Instructions to follow:
The whole listing is to be reproduced exactly as given.

■ ■ ■ ■ ■

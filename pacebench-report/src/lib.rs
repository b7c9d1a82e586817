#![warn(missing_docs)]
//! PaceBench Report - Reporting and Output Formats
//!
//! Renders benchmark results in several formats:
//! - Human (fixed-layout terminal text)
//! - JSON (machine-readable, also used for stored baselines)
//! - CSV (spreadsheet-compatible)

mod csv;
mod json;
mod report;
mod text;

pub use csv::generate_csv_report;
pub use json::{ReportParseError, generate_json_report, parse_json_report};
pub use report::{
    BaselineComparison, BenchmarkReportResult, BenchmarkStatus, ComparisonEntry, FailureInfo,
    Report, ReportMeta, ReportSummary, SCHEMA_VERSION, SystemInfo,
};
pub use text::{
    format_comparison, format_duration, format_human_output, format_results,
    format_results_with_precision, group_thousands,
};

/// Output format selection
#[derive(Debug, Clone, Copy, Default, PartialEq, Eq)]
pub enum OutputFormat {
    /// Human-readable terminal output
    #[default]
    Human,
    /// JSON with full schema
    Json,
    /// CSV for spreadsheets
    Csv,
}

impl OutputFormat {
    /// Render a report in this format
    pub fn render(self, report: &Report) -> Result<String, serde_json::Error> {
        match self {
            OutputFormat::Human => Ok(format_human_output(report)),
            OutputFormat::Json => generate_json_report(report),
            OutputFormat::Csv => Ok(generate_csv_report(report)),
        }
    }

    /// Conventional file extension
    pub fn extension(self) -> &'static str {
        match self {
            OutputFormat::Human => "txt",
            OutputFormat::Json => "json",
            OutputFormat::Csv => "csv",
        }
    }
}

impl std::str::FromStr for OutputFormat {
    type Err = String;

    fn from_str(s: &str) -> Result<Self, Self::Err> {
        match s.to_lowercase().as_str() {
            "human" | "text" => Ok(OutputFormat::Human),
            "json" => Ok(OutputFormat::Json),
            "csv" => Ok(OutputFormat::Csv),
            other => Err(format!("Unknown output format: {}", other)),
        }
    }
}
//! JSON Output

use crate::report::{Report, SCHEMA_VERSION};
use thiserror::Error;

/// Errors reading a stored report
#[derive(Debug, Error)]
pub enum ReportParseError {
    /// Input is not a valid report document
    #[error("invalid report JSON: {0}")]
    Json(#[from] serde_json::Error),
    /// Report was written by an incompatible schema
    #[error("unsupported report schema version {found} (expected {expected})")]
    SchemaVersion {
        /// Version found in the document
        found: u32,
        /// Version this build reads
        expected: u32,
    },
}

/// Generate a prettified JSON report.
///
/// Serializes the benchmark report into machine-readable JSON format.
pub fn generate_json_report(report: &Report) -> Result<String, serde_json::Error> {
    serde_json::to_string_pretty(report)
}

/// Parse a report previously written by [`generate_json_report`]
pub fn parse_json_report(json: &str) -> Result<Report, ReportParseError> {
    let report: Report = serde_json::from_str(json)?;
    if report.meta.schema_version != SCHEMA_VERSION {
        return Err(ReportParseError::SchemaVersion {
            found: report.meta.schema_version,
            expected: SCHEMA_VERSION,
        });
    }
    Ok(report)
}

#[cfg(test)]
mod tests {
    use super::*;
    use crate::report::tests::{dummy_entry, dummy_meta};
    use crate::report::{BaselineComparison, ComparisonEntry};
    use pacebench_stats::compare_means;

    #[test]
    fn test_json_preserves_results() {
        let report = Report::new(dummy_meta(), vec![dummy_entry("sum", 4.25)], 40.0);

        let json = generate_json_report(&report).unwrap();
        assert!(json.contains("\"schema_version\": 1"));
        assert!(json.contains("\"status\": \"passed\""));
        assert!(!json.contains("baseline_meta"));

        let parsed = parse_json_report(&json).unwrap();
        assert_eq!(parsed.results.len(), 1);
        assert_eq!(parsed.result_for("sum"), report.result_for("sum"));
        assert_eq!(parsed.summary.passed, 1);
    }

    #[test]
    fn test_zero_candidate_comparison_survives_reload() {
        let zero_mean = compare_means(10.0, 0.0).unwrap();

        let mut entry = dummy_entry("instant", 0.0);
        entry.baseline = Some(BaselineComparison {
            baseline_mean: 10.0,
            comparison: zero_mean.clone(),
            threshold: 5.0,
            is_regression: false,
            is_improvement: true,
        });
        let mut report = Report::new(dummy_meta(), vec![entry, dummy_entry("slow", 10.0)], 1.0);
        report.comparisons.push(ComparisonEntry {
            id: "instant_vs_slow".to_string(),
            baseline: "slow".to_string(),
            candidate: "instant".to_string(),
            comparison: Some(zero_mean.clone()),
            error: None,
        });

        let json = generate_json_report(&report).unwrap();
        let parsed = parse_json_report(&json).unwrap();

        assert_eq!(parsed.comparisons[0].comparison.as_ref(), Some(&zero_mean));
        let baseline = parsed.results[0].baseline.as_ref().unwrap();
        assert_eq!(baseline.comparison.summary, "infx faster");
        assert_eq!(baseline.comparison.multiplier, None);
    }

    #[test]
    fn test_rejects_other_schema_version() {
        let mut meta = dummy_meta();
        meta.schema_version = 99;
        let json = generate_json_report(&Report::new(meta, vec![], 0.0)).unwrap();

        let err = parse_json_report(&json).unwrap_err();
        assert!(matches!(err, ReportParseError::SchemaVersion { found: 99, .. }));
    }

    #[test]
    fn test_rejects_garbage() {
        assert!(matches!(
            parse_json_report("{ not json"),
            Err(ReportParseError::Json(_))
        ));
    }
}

■ ■ ■ ■ ■

Exercise answer:
filename pacebench-report/src/lib.rs
repository b7c9d1a82e586817
#![warn(missing_docs)]
//! PaceBench Report - Reporting and Output Formats
//!
//! Renders benchmark results in several formats:
//! - Human (fixed-layout terminal text)
//! - JSON (machine-readable, also used for stored baselines)
//! - CSV (spreadsheet-compatible)

mod csv;
mod json;
mod report;
mod text;

pub use csv::generate_csv_report;
pub use json::{ReportParseError, generate_json_report, parse_json_report};
pub use report::{
    BaselineComparison, BenchmarkReportResult, BenchmarkStatus, ComparisonEntry, FailureInfo,
    Report, ReportMeta, ReportSummary, SCHEMA_VERSION, SystemInfo,
};
pub use text::{
    format_comparison, format_duration, format_human_output, format_results,
    format_results_with_precision, group_thousands,
};

/// Output format selection
#[derive(Debug, Clone, Copy, Default, PartialEq, Eq)]
pub enum OutputFormat {
    /// Human-readable terminal output
    #[default]
    Human,
    /// JSON with full schema
    Json,
    /// CSV for spreadsheets
    Csv,
}

impl OutputFormat {
    /// Render a report in this format
    pub fn render(self, report: &Report) -> Result<String, serde_json::Error> {
        match self {
            OutputFormat::Human => Ok(format_human_output(report)),
            OutputFormat::Json => generate_json_report(report),
            OutputFormat::Csv => Ok(generate_csv_report(report)),
        }
    }

    /// Conventional file extension
    pub fn extension(self) -> &'static str {
        match self {
            OutputFormat::Human => "txt",
            OutputFormat::Json => "json",
            OutputFormat::Csv => "csv",
        }
    }
}

impl std::str::FromStr for OutputFormat {
    type Err = String;

    fn from_str(s: &str) -> Result<Self, Self::Err> {
        match s.to_lowercase().as_str() {
            "human" | "text" => Ok(OutputFormat::Human),
            "json" => Ok(OutputFormat::Json),
            "csv" => Ok(OutputFormat::Csv),
            other => Err(format!("Unknown output format: {}", other)),
        }
    }
}
//! JSON Output

use crate::report::{Report, SCHEMA_VERSION};
use thiserror::Error;

/// Errors reading a stored report
#[derive(Debug, Error)]
pub enum ReportParseError {
    /// Input is not a valid report document
    #[error("invalid report JSON: {0}")]
    Json(#[from] serde_json::Error),
    /// Report was written by an incompatible schema
    #[error("unsupported report schema version {found} (expected {expected})")]
    SchemaVersion {
        /// Version found in the document
        found: u32,
        /// Version this build reads
        expected: u32,
    },
}

/// Generate a prettified JSON report.
///
/// Serializes the benchmark report into machine-readable JSON format.
pub fn generate_json_report(report: &Report) -> Result<String, serde_json::Error> {
    serde_json::to_string_pretty(report)
}

/// Parse a report previously written by [`generate_json_report`]
pub fn parse_json_report(json: &str) -> Result<Report, ReportParseError> {
    let report: Report = serde_json::from_str(json)?;
    if report.meta.schema_version != SCHEMA_VERSION {
        return Err(ReportParseError::SchemaVersion {
            found: report.meta.schema_version,
            expected: SCHEMA_VERSION,
        });
    }
    Ok(report)
}

#[cfg(test)]
mod tests {
    use super::*;
    use crate::report::tests::{dummy_entry, dummy_meta};
    use crate::report::{BaselineComparison, ComparisonEntry};
    use pacebench_stats::compare_means;

    #[test]
    fn test_json_preserves_results() {
        let report = Report::new(dummy_meta(), vec![dummy_entry("sum", 4.25)], 40.0);

        let json = generate_json_report(&report).unwrap();
        assert!(json.contains("\"schema_version\": 1"));
        assert!(json.contains("\"status\": \"passed\""));
        assert!(!json.contains("baseline_meta"));

        let parsed = parse_json_report(&json).unwrap();
        assert_eq!(parsed.results.len(), 1);
        assert_eq!(parsed.result_for("sum"), report.result_for("sum"));
        assert_eq!(parsed.summary.passed, 1);
    }

    #[test]
    fn test_zero_candidate_comparison_survives_reload() {
        let zero_mean = compare_means(10.0, 0.0).unwrap();

        let mut entry = dummy_entry("instant", 0.0);
        entry.baseline = Some(BaselineComparison {
            baseline_mean: 10.0,
            comparison: zero_mean.clone(),
            threshold: 5.0,
            is_regression: false,
            is_improvement: true,
        });
        let mut report = Report::new(dummy_meta(), vec![entry, dummy_entry("slow", 10.0)], 1.0);
        report.comparisons.push(ComparisonEntry {
            id: "instant_vs_slow".to_string(),
            baseline: "slow".to_string(),
            candidate: "instant".to_string(),
            comparison: Some(zero_mean.clone()),
            error: None,
        });

        let json = generate_json_report(&report).unwrap();
        let parsed = parse_json_report(&json).unwrap();

        assert_eq!(parsed.comparisons[0].comparison.as_ref(), Some(&zero_mean));
        let baseline = parsed.results[0].baseline.as_ref().unwrap();
        assert_eq!(baseline.comparison.summary, "infx faster");
        assert_eq!(baseline.comparison.multiplier, None);
    }

    #[test]
    fn test_rejects_other_schema_version() {
        let mut meta = dummy_meta();
        meta.schema_version = 99;
        let json = generate_json_report(&Report::new(meta, vec![], 0.0)).unwrap();

        let err = parse_json_report(&json).unwrap_err();
        assert!(matches!(err, ReportParseError::SchemaVersion { found: 99, .. }));
    }

    #[test]
    fn test_rejects_garbage() {
        assert!(matches!(
            parse_json_report("{ not json"),
            Err(ReportParseError::Json(_))
        ));
    }
}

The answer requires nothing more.